ZONAUTARA.com – Satgas Haji berhasil mengungkap sindikat pemberangkatan jemaah haji ilegal yang telah beroperasi sebanyak 127 kali sejak 2024. Keterangan dari Direktur Tindak Pidana Tertentu Bareskrim Polri, Brigjen Moh Irhamni, menyatakan bahwa delapan orang terlibat dalam aksi pemberangkatan ilegal tersebut. Mereka telah diperiksa sejak 18 April 2026.

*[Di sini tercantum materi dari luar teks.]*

//! Read-side computations over the attendance log: today's monitoring board,
//! per-day summaries and the spreadsheet exports built from them.

pub mod daily;
pub mod monitoring;
pub mod workbook;

use chrono::{Datelike, NaiveDate, NaiveDateTime, NaiveTime};
use sqlx::FromRow;

use crate::model::attendance::Direction;

/// One attendance row as reporting sees it, in reference wall-clock time.
#[derive(Debug, Clone)]
pub struct EventRow {
    pub nim: String,
    pub direction: Direction,
    pub created_at: NaiveDateTime,
}

/// Scanner roster entry (`temp_users`).
#[derive(Debug, Clone, FromRow)]
pub struct RosterEntry {
    pub nim: String,
    pub nama: Option<String>,
    pub kelas: Option<String>,
}

/// Whole minutes `checkin` is past `expected` on the same day, never negative.
pub fn lateness_minutes(checkin: NaiveDateTime, expected: NaiveTime) -> i64 {
    let expected_at = checkin.date().and_time(expected);
    (checkin - expected_at).num_seconds().div_euclid(60).max(0)
}

const WEEKDAYS_ID: [&str; 7] = ["Senin", "Selasa", "Rabu", "Kamis", "Jumat", "Sabtu", "Minggu"];
const MONTHS_ID: [&str; 12] = [
    "Januari", "Februari", "Maret", "April", "Mei", "Juni", "Juli", "Agustus", "September",
    "Oktober", "November", "Desember",
];

/// `Senin, 19 Oktober 2026`
pub fn long_date_id(date: NaiveDate) -> String {
    format!(
        "{}, {} {} {}",
        WEEKDAYS_ID[date.weekday().num_days_from_monday() as usize],
        date.day(),
        MONTHS_ID[date.month0() as usize],
        date.year()
    )
}

#[cfg(test)]
mod tests {
    use super::*;

    fn at(hour: u32, minute: u32, second: u32) -> NaiveDateTime {
        NaiveDate::from_ymd_opt(2026, 10, 19)
            .unwrap()
            .and_hms_opt(hour, minute, second)
            .unwrap()
    }

    #[test]
    fn early_and_on_time_are_zero_lateness() {
        let eight = NaiveTime::from_hms_opt(8, 0, 0).unwrap();
        assert_eq!(lateness_minutes(at(7, 45, 0), eight), 0);
        assert_eq!(lateness_minutes(at(8, 0, 59), eight), 0);
    }

    #[test]
    fn lateness_floors_to_whole_minutes() {
        let eight = NaiveTime::from_hms_opt(8, 0, 0).unwrap();
        assert_eq!(lateness_minutes(at(8, 5, 59), eight), 5);
        assert_eq!(lateness_minutes(at(9, 30, 0), eight), 90);
    }

    #[test]
    fn formats_indonesian_long_date() {
        let date = NaiveDate::from_ymd_opt(2026, 10, 19).unwrap();
        assert_eq!(long_date_id(date), "Senin, 19 Oktober 2026");
    }
}
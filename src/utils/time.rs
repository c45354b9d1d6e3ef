use chrono::{DateTime, Duration, FixedOffset, NaiveDate, NaiveDateTime, NaiveTime, TimeZone, Utc};

/// Parse an offset like `+07:00`, `-03:30` or `Z`.
pub fn parse_utc_offset(raw: &str) -> Option<FixedOffset> {
    let raw = raw.trim();
    if raw.eq_ignore_ascii_case("z") || raw.eq_ignore_ascii_case("utc") {
        return FixedOffset::east_opt(0);
    }

    let (sign, rest) = match raw.as_bytes().first()? {
        b'+' => (1, &raw[1..]),
        b'-' => (-1, &raw[1..]),
        _ => return None,
    };
    let (hours, minutes) = rest.split_once(':').unwrap_or((rest, "0"));
    let hours: i32 = hours.parse().ok()?;
    let minutes: i32 = minutes.parse().ok()?;
    if hours > 23 || minutes > 59 {
        return None;
    }

    FixedOffset::east_opt(sign * (hours * 3600 + minutes * 60))
}

/// Strict 24h `HH:MM`.
pub fn parse_hhmm(raw: &str) -> Option<NaiveTime> {
    let raw = raw.trim();
    if raw.len() != 5 {
        return None;
    }
    NaiveTime::parse_from_str(raw, "%H:%M").ok()
}

/// Calendar date of an instant in the reference offset.
pub fn local_date(instant: DateTime<Utc>, offset: FixedOffset) -> NaiveDate {
    instant.with_timezone(&offset).date_naive()
}

/// Compares year/month/day in the reference offset, never elapsed hours.
pub fn same_calendar_day(a: DateTime<Utc>, b: DateTime<Utc>, offset: FixedOffset) -> bool {
    local_date(a, offset) == local_date(b, offset)
}

/// Wall-clock representation used by the `createdAt` DATETIME column.
pub fn to_local_naive(instant: DateTime<Utc>, offset: FixedOffset) -> NaiveDateTime {
    instant.with_timezone(&offset).naive_local()
}

pub fn from_local_naive(local: NaiveDateTime, offset: FixedOffset) -> DateTime<Utc> {
    let shift = Duration::seconds(offset.local_minus_utc() as i64);
    Utc.from_utc_datetime(&(local - shift))
}

/// Half-open `[start, end)` wall-clock bounds of a calendar day.
pub fn day_bounds(date: NaiveDate) -> (NaiveDateTime, NaiveDateTime) {
    let start = date.and_time(NaiveTime::default());
    (start, start + Duration::days(1))
}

“Delapan orang patut diduga melaksanakan kegiatan haji ilegal. Mereka sudah 127 kali sejak tahun 2024 memberangkatkan kegiatan haji ilegal,” ujar Irhamni saat konferensi pers di Bareskrim Polri, Kamis (30/4).
Irhamni menjelaskan, modus yang digunakan para penyalur adalah dengan menggunakan visa tenaga kerja, bukan visa haji, untuk memberangkatkan WNI yang ingin menunaikan ibadah haji. “Mereka mencari warga negara kita, masyarakat Indonesia, direkrut untuk bisa melakukan atau diberangkatkan ke haji ilegal, mengatasnamakan dengan visa tenaga kerja,” jelasnya.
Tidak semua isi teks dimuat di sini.